Zander soltó una carcajada.

—Entonces ordenaré un delicioso plato de estofado de ciervo con pan recién horneado solo para ti.

—¡¿De verdad?! —Melinda dio un pequeño salto, aplaudiendo—. ¡Quiero dos panes!

Zander sonrió y se giró hacia uno de los soldados del pasillo.

—Llévala a la cocina y asegúrate de que la atiendan como a una princesa.

El guerrero asintió y extendió una mano hacia la niña.

—Ven conmigo, pequeña loba.

Zander esperó a que desaparecieran de vista antes de girarse hacia Elizabeth.

—Bien. Entonces, hablemos de los términos del contrato.

Y abrió la puerta, indicándole con un gesto que entrara primero. La sala era amplia y Zander la guio hasta una de las sillas frente al escritorio y esperó a que se sentara antes de rodear el mueble y tomar su lugar del otro lado.

Elizabeth lo miró de reojo.

Para ella no parecía el tipo de hombre que necesitaría publicar un aviso buscando una amante; era atractivo y joven. ¿Era él quien había puesto el anuncio? ¿De verdad buscaba… eso?

—¿Cuántos años tienes? —preguntó Zander, sacándola de golpe de sus pensamientos.

—Veinte —respondió sin pensar, porque era cierto.

Zander la observó por unos segundos, como si buscara señales de que mentía.

—¿Estás enferma? ¿Tienes alguna condición que deba saber?

—No, señor —negó de inmediato, manteniendo la vista baja—. Estoy sana. Solo… que mi hermana y yo hemos pasado por tiempos difíciles.

—¿De dónde son?

Elizabeth dudó por un segundo y luego forzó una sonrisa.

—De un pueblo al este. Se llama Eiderfield. Ya no queda mucho de él, pero ahí nacimos.

No mencionó a Keeva, ni a la manada Silvermoon y mucho menos que estaban huyendo.

Zander ladeó un poco la cabeza. Había algo extraño en su forma de hablar, una mezcla de acento contenido y frases muy medidas, pero no insistió.

—¿Sabes de qué se trata el aviso? —preguntó, cruzando las manos sobre el escritorio.

Elizabeth tragó saliva y sus dedos se apretaron más en su regazo.

—Sí… —murmuró— Ser una amante.

Zander asintió despacio, hubo una breve pausa y luego su voz se hizo más firme.

—No es solo eso. El trato implica más… Es gestar un hijo.

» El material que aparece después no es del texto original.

//! Directory-backed store: one JSON file per document.
//!
//! Layout is `<root>/<collection>/<id>.json`. Writes go to a temporary file
//! that is renamed into place, and all mutations are serialised through a
//! single async mutex so conditional writes are atomic within the process.

use async_trait::async_trait;
use log::{debug, warn};
use serde::{Deserialize, Serialize};
use serde_json::Value;
use std::io::ErrorKind;
use std::path::{Path, PathBuf};
use tokio::fs;
use tokio::sync::Mutex;

use super::{validate_id, Document, DocumentFilter, Store};
use crate::types::{StoreError, StoreResult};

#[derive(Debug, Serialize, Deserialize)]
struct StoredFile {
    revision: u64,
    body: Value,
}

pub struct JsonFileStore {
    root: PathBuf,
    write_lock: Mutex<()>,
}

impl JsonFileStore {
    /// Open (and create if needed) a store rooted at `root`
    pub async fn open<P: AsRef<Path>>(root: P) -> StoreResult<Self> {
        let root = root.as_ref().to_path_buf();
        fs::create_dir_all(&root).await?;
        debug!("Opened JSON file store at {}", root.display());
        Ok(Self {
            root,
            write_lock: Mutex::new(()),
        })
    }

    pub fn root(&self) -> &Path {
        &self.root
    }

    fn doc_path(&self, collection: &str, id: &str) -> PathBuf {
        self.root.join(collection).join(format!("{}.json", id))
    }

    async fn read_file(&self, collection: &str, id: &str) -> StoreResult<Option<StoredFile>> {
        validate_id(collection, id)?;
        let path = self.doc_path(collection, id);
        let raw = match fs::read(&path).await {
            Ok(raw) => raw,
            Err(e) if e.kind() == ErrorKind::NotFound => return Ok(None),
            Err(e) => return Err(e.into()),
        };

        serde_json::from_slice(&raw)
            .map(Some)
            .map_err(|e| StoreError::Corrupt {
                collection: collection.to_string(),
                id: id.to_string(),
                reason: e.to_string(),
            })
    }

    async fn write_file(&self, collection: &str, id: &str, file: &StoredFile) -> StoreResult<()> {
        let dir = self.root.join(collection);
        fs::create_dir_all(&dir).await?;

        let path = self.doc_path(collection, id);
        let tmp = dir.join(format!(".{}.json.tmp", id));
        let bytes = serde_json::to_vec_pretty(file)?;
        fs::write(&tmp, bytes).await?;
        fs::rename(&tmp, &path).await?;
        Ok(())
    }

    async fn remove_file(&self, collection: &str, id: &str) -> StoreResult<bool> {
        match fs::remove_file(self.doc_path(collection, id)).await {
            Ok(()) => Ok(true),
            Err(e) if e.kind() == ErrorKind::NotFound => Ok(false),
            Err(e) => Err(e.into()),
        }
    }
}

#[async_trait]
impl Store for JsonFileStore {
    async fn put(&self, collection: &str, id: &str, body: Value) -> StoreResult<u64> {
        let _guard = self.write_lock.lock().await;
        let revision = self
            .read_file(collection, id)
            .await?
            .map(|f| f.revision + 1)
            .unwrap_or(1);
        self.write_file(collection, id, &StoredFile { revision, body }).await?;
        Ok(revision)
    }

    async fn get(&self, collection: &str, id: &str) -> StoreResult<Option<Document>> {
        Ok(self.read_file(collection, id).await?.map(|f| Document {
            id: id.to_string(),
            revision: f.revision,
            body: f.body,
        }))
    }

    async fn delete(&self, collection: &str, id: &str) -> StoreResult<bool> {
        validate_id(collection, id)?;
        let _guard = self.write_lock.lock().await;
        self.remove_file(collection, id).await
    }

    async fn scan(&self, collection: &str, predicate: DocumentFilter<'_>) -> StoreResult<Vec<Document>> {
        let dir = self.root.join(collection);
        let mut entries = match fs::read_dir(&dir).await {
            Ok(entries) => entries,
            Err(e) if e.kind() == ErrorKind::NotFound => return Ok(Vec::new()),
            Err(e) => return Err(e.into()),
        };

        let mut ids = Vec::new();
        while let Some(entry) = entries.next_entry().await? {
            let name = entry.file_name();
            let Some(name) = name.to_str() else {
                warn!("Skipping non UTF-8 file in store collection '{}'", collection);
                continue;
            };
            if name.starts_with('.') {
                continue;
            }
            if let Some(id) = name.strip_suffix(".json") {
                ids.push(id.to_string());
            }
        }
        ids.sort();

        let mut docs = Vec::with_capacity(ids.len());
        for id in ids {
            // A concurrent delete between listing and reading is fine
            match self.get(collection, &id).await {
                Ok(Some(doc)) => {
                    if predicate(&doc) {
                        docs.push(doc);
                    }
                }
                Ok(None) => {}
                Err(StoreError::Corrupt { reason, .. }) => {
                    warn!("Skipping unreadable document {}/{}: {}", collection, id, reason);
                }
                Err(e) => return Err(e),
            }
        }
        Ok(docs)
    }

    async fn put_if_revision(
        &self,
        collection: &str,
        id: &str,
        expected: u64,
        body: Value,
    ) -> StoreResult<Option<u64>> {
        let _guard = self.write_lock.lock().await;
        match self.read_file(collection, id).await? {
            Some(current) if current.revision == expected => {
                let revision = expected + 1;
                self.write_file(collection, id, &StoredFile { revision, body }).await?;
                Ok(Some(revision))
            }
            _ => Ok(None),
        }
    }

    async fn delete_if_revision(&self, collection: &str, id: &str, expected: u64) -> StoreResult<bool> {
        let _guard = self.write_lock.lock().await;
        match self.read_file(collection, id).await? {
            Some(current) if current.revision == expected => self.remove_file(collection, id).await,
            _ => Ok(false),
        }
    }
}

El aire se le atascó en la garganta y lo miró, atónita.

¿Un hijo?

No supo qué decir. La sangre se le fue a la cara y luego desapareció por completo.

Zander no desvió la mirada.

—No te obligaré a nada. Pero si decides aceptar, necesito que entiendas bien lo que estás ofreciendo. Este no es un trabajo común, Elizabeth. Aquí no se trata de solo compartir una cama. Es algo más… permanente.

Ella abrió la boca, pero no salió nada, porque su mundo acababa de cambiar otra vez.